I'm trying to come up with a better test than any() as it's been pointed out that any() will scan the list - defeating the point of what I'm trying to do. The test needn't return the exact Hamming weight - it merely needs to indicate that there is (or isn't!) a 1 in the group being tested (i.e. upper/lower in the code above).
I've also thought of using a binary xor, but don't know how to use it in a way that isn't componentwise.
Here is a sketch:
class OrVector (list):
def __init__(self):
self._nonzero_counter = 0
list.__init__(self)
def append(self, x):
list.append(self, x)
if x:
self._nonzero_counter += 1
def remove(self, x):
if x:
self._nonzero_counter -= 1
list.remove(self, x)
def hasOne(self):
return self._nonzero_counter > 0
v = OrVector()
v.append(0)
print v
print v.hasOne()
v.append(1);
print v
print v.hasOne()
v.remove(1);
print v
print v.hasOne()
Output:
[0]
False
[0, 1]
True
[0]
False
The idea is to inherit from list, and add a single variable which stores the number of nonzero entries. While the crucial functionality is delegated to the base list class, at the same time you monitor the number of nonzero entries in the list, and can query it in O(1) time using hasOne() member function.
HTH.
any will only scan the whole vector if does not find you you're after before the end of the "vector".

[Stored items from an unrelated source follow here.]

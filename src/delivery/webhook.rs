//! Multipart webhook upload through reqwest.

use std::time::Duration;

use async_trait::async_trait;
use reqwest::multipart::{Form, Part};
use tracing::{debug, info, warn};

use crate::config::RelayConfig;
use crate::delivery::{DeliveryChannel, DeliveryOutcome};
use crate::error::{RelayError, RelayResult};
use crate::processing::EncodedImage;

/// Multipart field name the webhook expects the file under.
pub const FILE_FIELD: &str = "file";

const IMAGE_MIME: &str = "image/jpeg";

/// Longest response body carried in a rejection.
const MAX_BODY_CHARS: usize = 500;

/// HTTP multipart uploader.
#[derive(Clone)]
pub struct WebhookClient {
    client: reqwest::Client,
    url: String,
    timeout: Duration,
}

impl WebhookClient {
    /// Client for `url` with a per-request timeout.
    pub fn new(url: impl Into<String>, timeout: Duration) -> RelayResult<Self> {
        let client = reqwest::Client::builder()
            .timeout(timeout)
            .user_agent(concat!("shotrelay/", env!("CARGO_PKG_VERSION")))
            .build()
            .map_err(|e| RelayError::external("reqwest", e).with_operation("build HTTP client"))?;

        Ok(Self {
            client,
            url: url.into(),
            timeout,
        })
    }

    /// Client for the configured webhook, with the low-power-aware timeout.
    pub fn from_config(config: &RelayConfig) -> RelayResult<Self> {
        let url = config
            .webhook_url
            .as_deref()
            .ok_or_else(|| RelayError::config("webhook_url", "", "webhook URL must be provided"))?;
        Self::new(url, config.delivery_timeout())
    }

    pub fn timeout(&self) -> Duration {
        self.timeout
    }
}

#[async_trait]
impl DeliveryChannel for WebhookClient {
    async fn send(&self, payload: EncodedImage, filename: &str) -> DeliveryOutcome {
        let size_bytes = payload.len();
        let part = match Part::bytes(payload.bytes)
            .file_name(filename.to_string())
            .mime_str(IMAGE_MIME)
        {
            Ok(part) => part,
            Err(e) => {
                return DeliveryOutcome::TransientFailure {
                    reason: format!("cannot build multipart body: {}", e),
                };
            }
        };
        let form = Form::new().part(FILE_FIELD, part);

        debug!(filename, size_bytes, "Uploading payload");
        let response = match self.client.post(&self.url).multipart(form).send().await {
            Ok(response) => response,
            Err(e) => {
                let reason = if e.is_timeout() {
                    format!("timed out after {:?}", self.timeout)
                } else if e.is_connect() {
                    format!("connection failed: {}", e)
                } else {
                    e.to_string()
                };
                warn!(filename, %reason, "Upload failed");
                return DeliveryOutcome::TransientFailure { reason };
            }
        };

        let status = response.status();
        if status.is_success() {
            info!(filename, size_bytes, status = status.as_u16(), "Upload delivered");
            return DeliveryOutcome::Success {
                status: status.as_u16(),
            };
        }

        let body: String = response
            .text()
            .await
            .unwrap_or_default()
            .chars()
            .take(MAX_BODY_CHARS)
            .collect();
        warn!(filename, status = status.as_u16(), %body, "Upload rejected");
        DeliveryOutcome::RemoteRejected {
            status: status.as_u16(),
            body,
        }
    }
}
//! Logging setup.
//!
//! Two outputs:
//! - stdout, with ANSI colours
//! - `<log_dir>/shotrelay.<date>.log`, rotated daily, five files kept
//!
//! `RUST_LOG` overrides the configured level when set.

use std::path::Path;
use std::str::FromStr;

use tracing::{Level, warn};
use tracing_appender::non_blocking::WorkerGuard;
use tracing_appender::rolling::{Builder, Rotation};
use tracing_subscriber::EnvFilter;
use tracing_subscriber::layer::SubscriberExt;
use tracing_subscriber::util::SubscriberInitExt;

use crate::error::{RelayError, RelayResult};

const LOG_FILE_PREFIX: &str = "shotrelay";
const MAX_LOG_FILES: usize = 5;

/// Keeps the non-blocking file writer alive. Dropping it flushes the file.
pub struct LoggingGuard {
    _file_guard: WorkerGuard,
}

/// Install the global subscriber.
pub fn init_logging(log_dir: &Path, level: &str) -> RelayResult<LoggingGuard> {
    std::fs::create_dir_all(log_dir)
        .map_err(|e| RelayError::io_at("create log directory", log_dir, e))?;

    let file_appender = Builder::new()
        .rotation(Rotation::DAILY)
        .filename_prefix(LOG_FILE_PREFIX)
        .filename_suffix("log")
        .max_log_files(MAX_LOG_FILES)
        .build(log_dir)
        .map_err(|e| RelayError::external("tracing-appender", e))?;
    let (non_blocking_file, file_guard) = tracing_appender::non_blocking(file_appender);

    let file_layer = tracing_subscriber::fmt::layer()
        .with_writer(non_blocking_file)
        .with_ansi(false);

    let stdout_layer = tracing_subscriber::fmt::layer()
        .with_writer(std::io::stdout)
        .with_ansi(true);

    let (env_filter, from_env) = match EnvFilter::try_from_default_env() {
        Ok(filter) => (filter, true),
        Err(_) => (EnvFilter::new(default_filter(level)), false),
    };

    tracing_subscriber::registry()
        .with(env_filter)
        .with(file_layer)
        .with(stdout_layer)
        .try_init()
        .map_err(|e| RelayError::external("tracing-subscriber", e))?;

    if !from_env && parse_level(level).is_none() {
        warn!(log_level = level, "Unknown log level, using INFO");
    }

    Ok(LoggingGuard {
        _file_guard: file_guard,
    })
}

/// Filter directive for a configured level name. Accepts the usual
/// upper-case names, including `WARNING` and `CRITICAL`. Anything else
/// falls back to `info`.
pub fn default_filter(level: &str) -> String {
    parse_level(level)
        .unwrap_or(Level::INFO)
        .as_str()
        .to_ascii_lowercase()
}

fn parse_level(level: &str) -> Option<Level> {
    match level.trim().to_ascii_lowercase().as_str() {
        "warning" => Some(Level::WARN),
        "critical" | "fatal" => Some(Level::ERROR),
        // numeric levels are accepted by `Level::from_str` but are not level names
        name if name.chars().all(|c| c.is_ascii_alphabetic()) => Level::from_str(name).ok(),
        _ => None,
    }
}

/// Default log directory.
pub fn default_log_dir() -> &'static str {
    "logs"
}
//! Process resource sampling through procfs.
//!
//! Reads:
//! - `/proc/self/status`: `VmRSS` for resident memory.
//! - `/proc/self/stat`: `utime` + `stime` clock ticks for CPU usage. CPU
//!   percent is the tick delta between two calls over the wall time between
//!   them, so the first call reports 0.
//!
//! On other platforms both metrics are unavailable, which the gate treats
//! as "no pressure".

use std::path::Path;
use std::time::Instant;

use crate::error::{RelayError, RelayResult};
use crate::resource::ResourceSampler;

const STATUS_PATH: &str = "/proc/self/status";
const STAT_PATH: &str = "/proc/self/stat";

/// Sampler for the current process.
#[derive(Debug)]
pub struct ProcfsSampler {
    clock_ticks_per_sec: f64,
    last_cpu: Option<(Instant, u64)>,
}

impl Default for ProcfsSampler {
    fn default() -> Self {
        Self::new()
    }
}

impl ProcfsSampler {
    pub fn new() -> Self {
        Self {
            clock_ticks_per_sec: clock_ticks_per_sec(),
            last_cpu: None,
        }
    }
}

impl ResourceSampler for ProcfsSampler {
    fn memory_used_mb(&mut self) -> RelayResult<f64> {
        let content = read_proc(STATUS_PATH, "memory")?;
        let kb = parse_vm_rss_kb(&content)
            .ok_or_else(|| RelayError::sampler("memory", "VmRSS not found"))?;
        Ok(kb as f64 / 1024.0)
    }

    fn cpu_percent(&mut self) -> RelayResult<f64> {
        let content = read_proc(STAT_PATH, "cpu")?;
        let ticks = parse_cpu_ticks(&content)
            .ok_or_else(|| RelayError::sampler("cpu", "malformed stat line"))?;
        let now = Instant::now();

        let percent = match self.last_cpu {
            Some((at, prev)) => {
                let wall = now.duration_since(at).as_secs_f64();
                if wall <= 0.0 {
                    0.0
                } else {
                    let cpu_secs = ticks.saturating_sub(prev) as f64 / self.clock_ticks_per_sec;
                    cpu_secs / wall * 100.0
                }
            }
            None => 0.0,
        };
        self.last_cpu = Some((now, ticks));
        Ok(percent)
    }
}

fn read_proc(path: &str, metric: &str) -> RelayResult<String> {
    if !cfg!(target_os = "linux") {
        return Err(RelayError::sampler(metric, "procfs not available on this platform"));
    }
    std::fs::read_to_string(Path::new(path))
        .map_err(|e| RelayError::sampler(metric, format!("cannot read {}: {}", path, e)))
}

#[cfg(target_os = "linux")]
fn clock_ticks_per_sec() -> f64 {
    // SAFETY: sysconf has no preconditions and only reads a constant.
    let ticks = unsafe { libc::sysconf(libc::_SC_CLK_TCK) };
    if ticks > 0 { ticks as f64 } else { 100.0 }
}

#[cfg(not(target_os = "linux"))]
fn clock_ticks_per_sec() -> f64 {
    100.0
}

/// `VmRSS` in kB from a `/proc/<pid>/status` document.
pub(crate) fn parse_vm_rss_kb(content: &str) -> Option<u64> {
    content
        .lines()
        .find_map(|line| line.strip_prefix("VmRSS:"))
        .and_then(|rest| rest.split_whitespace().next())
        .and_then(|value| value.parse().ok())
}

/// `utime + stime` from a `/proc/<pid>/stat` line.
///
/// The command name (field 2) may contain spaces and parentheses, so fields
/// are counted from the last `)`.
pub(crate) fn parse_cpu_ticks(content: &str) -> Option<u64> {
    let after_comm = &content[content.rfind(')')? + 1..];
    let fields: Vec<&str> = after_comm.split_whitespace().collect();
    // fields[0] is `state` (field 3); utime and stime are fields 14 and 15
    let utime: u64 = fields.get(11)?.parse().ok()?;
    let stime: u64 = fields.get(12)?.parse().ok()?;
    Some(utime + stime)
}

From the docs it is equivalent to
def any(iterable):
for element in iterable:
if element:
return True
return False
This does make it O(n). If you have things sorted (in your "binary vector") you can use bisect.
e.g. position = index(myVector, value)
Ok, maybe I will try an alternative answer.
You cannot do this with out any prior knowledge of your data. The only thing you can do it to make a test and cache the results. You can design a data structure that will help you determine a result of any subsequent tests in case your data structure is mutable, or a data structure that will be able to determine answer in better time on a subset of your vector.
However, your question does not indicate this. At least it did not at the time of writing the answer. For now you want to make one test on a vector, for a presence of a particular element, giving no prior knowledge about the data, in time complexity less than O(log n) in average case or O(n) in worst. This is not possible.
Also keep in mind you need to load a vector at some point which takes O(n) operations, so if you are interested in performing one test over a set of elements you wont loose much. On the average case with more elements, the loading time will take much more than testing.
If you want to perform a set of tests you can design an algorithm that will "build up" some knowledge during the subsequent test, that will help it determine results in better times. However, that holds only if you want make more than one test!